As it turns out, though, this office space was great for everything I work on – except for the creative stuff. I had no problem correcting manuscripts, preparing lessons, or doing my bookkeeping. Even writing blog posts was no problem. But I simply did not want to sit down in this space and draw.
hobby or business?
After the realization set in that this office might not be the best solution for me after all, I mulled over what to do. I thought about it for a while and decided there were two things I could do: I could accept this situation and leave my lettering as what it was (a free-time, do-it-when-inspiration-strikes-you thing) – or I could do what I’d set out to do: get serious about it. I had to admit defeat: it was time to expand – literally.

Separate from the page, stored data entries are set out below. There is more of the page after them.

impl CacheBackend for RedisBackend {
    fn cache_identifier(&self) -> &str {
        &self.options.cache_identifier
    }

    async fn set(
        &self,
        entry_identifier: &str,
        data: Vec<u8>,
        tags: &[&str],
        lifetime: Option<Duration>,
    ) -> Result<()> {
        self.ensure_not_frozen().await?;

        let expiry = self.options.resolve_lifetime(lifetime);
        let tags_key = self.keys.tags(entry_identifier);
        let mut conn = self.connection().await?;
        let mut attempts = 0;

        loop {
            attempts += 1;
            match self
                .try_set(&mut conn, entry_identifier, &data, tags, expiry, &tags_key)
                .await
            {
                Ok(Some(())) => break,
                Ok(None) => self.after_conflict(&tags_key, attempts).await?,
                Err(e) => {
                    Self::unwatch(&mut conn).await;
                    return Err(Error::BackendError(format!(
                        "Redis SET failed for entry {}: {}",
                        entry_identifier, e
                    )));
                }
            }
        }

        if let Some(ttl) = expiry {
            debug!("✓ Redis SET {} (TTL: {:?}, {} tags)", entry_identifier, ttl, tags.len());
        } else {
            debug!("✓ Redis SET {} ({} tags)", entry_identifier, tags.len());
        }
        Ok(())
    }

    async fn get(&self, entry_identifier: &str) -> Result<Option<Vec<u8>>> {
        let mut conn = self.connection().await?;

        let data: Option<Vec<u8>> = redis::cmd("GET")
            .arg(self.keys.entry(entry_identifier))
            .query_async(&mut conn)
            .await
            .map_err(|e| {
                Error::BackendError(format!(
                    "Redis GET failed for entry {}: {}",
                    entry_identifier, e
                ))
            })?;

        if data.is_some() {
            debug!("✓ Redis GET {} -> HIT", entry_identifier);
        } else {
            debug!("✓ Redis GET {} -> MISS", entry_identifier);
        }
        Ok(data)
    }

    async fn has(&self, entry_identifier: &str) -> Result<bool> {
        let mut conn = self.connection().await?;

        redis::cmd("EXISTS")
            .arg(self.keys.entry(entry_identifier))
            .query_async(&mut conn)
            .await
            .map_err(|e| {
                Error::BackendError(format!(
                    "Redis EXISTS check failed for entry {}: {}",
                    entry_identifier, e
                ))
            })
    }

    async fn remove(&self, entry_identifier: &str) -> Result<bool> {
        self.ensure_not_frozen().await?;

        let tags_key = self.keys.tags(entry_identifier);
        let mut conn = self.connection().await?;
        let mut attempts = 0;

        loop {
            attempts += 1;
            match self
                .try_remove(&mut conn, entry_identifier, &tags_key)
                .await
            {
                Ok(Some(())) => break,
                Ok(None) => self.after_conflict(&tags_key, attempts).await?,
                Err(e) => {
                    Self::unwatch(&mut conn).await;
                    return Err(Error::BackendError(format!(
                        "Redis REMOVE failed for entry {}: {}",
                        entry_identifier, e
                    )));
                }
            }
        }

        debug!("✓ Redis REMOVE {}", entry_identifier);
        Ok(true)
    }

    async fn flush(&self) -> Result<()> {
        let mut conn = self.connection().await?;

        let flushed: u64 = redis::Script::new(FLUSH_SCRIPT)
            .key(self.keys.entries())
            .key(self.keys.frozen())
            .arg(self.keys.prefix())
            .invoke_async(&mut conn)
            .await
            .map_err(|e| Error::BackendError(format!("Redis FLUSH script failed: {}", e)))?;
        self.frozen.store(false);

        warn!(
            "⚠ Redis FLUSH executed - cache \"{}\" cleared ({} index positions)",
            self.options.cache_identifier, flushed
        );
        Ok(())
    }

    async fn collect_garbage(&self) -> Result<u64> {
        let mut conn = self.connection().await?;

        let pruned: u64 = redis::Script::new(COLLECT_GARBAGE_SCRIPT)
            .key(self.keys.entries())
            .key(self.keys.frozen())
            .arg(self.keys.prefix())
            .invoke_async(&mut conn)
            .await
            .map_err(|e| {
                Error::BackendError(format!("Redis garbage collection script failed: {}", e))
            })?;

        debug!("✓ Redis GC pruned {} identifiers", pruned);
        Ok(pruned)
    }
}

impl TaggableBackend for RedisBackend {
    async fn flush_by_tag(&self, tag: &str) -> Result<u64> {
        self.ensure_not_frozen().await?;

        let mut conn = self.connection().await?;
        let affected: i64 = redis::Script::new(FLUSH_BY_TAG_SCRIPT)
            .key(self.keys.tag(tag))
            .key(self.keys.frozen())
            .arg(self.keys.prefix())
            .invoke_async(&mut conn)
            .await
            .map_err(|e| {
                Error::BackendError(format!("Redis FLUSH_BY_TAG failed for tag {}: {}", tag, e))
            })?;

        // Another client froze the cache after our cached check.
        if affected < 0 {
            self.frozen.store(true);
            return Err(self.frozen_error());
        }

        debug!("✓ Redis FLUSH_BY_TAG {} ({} entries)", tag, affected);
        Ok(affected as u64)
    }

    async fn find_identifiers_by_tag(&self, tag: &str) -> Result<HashSet<String>> {
        let mut conn = self.connection().await?;

        redis::cmd("SMEMBERS")
            .arg(self.keys.tag(tag))
            .query_async(&mut conn)
            .await
            .map_err(|e| {
                Error::BackendError(format!("Redis SMEMBERS failed for tag {}: {}", tag, e))
            })
    }
}

impl FreezableBackend for RedisBackend {
    async fn freeze(&self) -> Result<()> {
        self.ensure_not_frozen().await?;

        let entries_key = self.keys.entries();
        let mut conn = self.connection().await?;
        let mut attempts = 0;

        let persisted = loop {
            attempts += 1;
            match self.try_freeze(&mut conn, &entries_key).await {
                Ok(Some(persisted)) => break persisted,
                Ok(None) => self.after_conflict(&entries_key, attempts).await?,
                Err(e) => {
                    Self::unwatch(&mut conn).await;
                    return Err(Error::BackendError(format!("Redis FREEZE failed: {}", e)));
                }
            }
        };
        self.frozen.store(true);

        info!(
            "✓ Redis FREEZE cache \"{}\" ({} index positions persisted)",
            self.options.cache_identifier, persisted
        );
        Ok(())
    }

    async fn is_frozen(&self) -> Result<bool> {
        if let Some(frozen) = self.frozen.get() {
            return Ok(frozen);
        }

        let mut conn = self.connection().await?;
        let frozen: bool = redis::cmd("EXISTS")
            .arg(self.keys.frozen())
            .query_async(&mut conn)
            .await
            .map_err(|e| Error::BackendError(format!("Redis EXISTS check failed: {}", e)))?;

        self.frozen.store(frozen);
        Ok(frozen)
    }
}

impl IterableBackend for RedisBackend {
    fn rewind(&mut self) {
        self.entry_cursor = 0;
    }

    fn next(&mut self) {
        self.entry_cursor += 1;
    }

    async fn key(&self) -> Result<Option<String>> {
        let mut conn = self.connection().await?;

        redis::cmd("LINDEX")
            .arg(self.keys.entries())
            .arg(self.entry_cursor)
            .query_async(&mut conn)
            .await
            .map_err(|e| {
                Error::BackendError(format!(
                    "Redis LINDEX failed at position {}: {}",
                    self.entry_cursor, e
                ))
            })
    }
}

I needed more space.
expand to breathe
So I looked around for about a month and checked out various co-working and other office solutions. Nothing seemed to feel right. As fate would have it, though, an office space freed up this month in one of the most inspiring offices I had previously been to. The office is located in an old art-nouveau house with high ceilings, creaky wooden floors – and some of the coolest creative people I know in Innsbruck (florianmatthias). Now, I share an office with creative colleagues and I have my own “creative desk” that I only use for my lettering – it’s almost like a lettering studio in an office!
It’s not fully furnished yet (somehow I really can’t bring myself to decorate a room again), but it’s already evident that my brain and my creativity have room to breathe and expand here. So… stay tuned for many exciting things to come from my hand-lettering business, letterissima!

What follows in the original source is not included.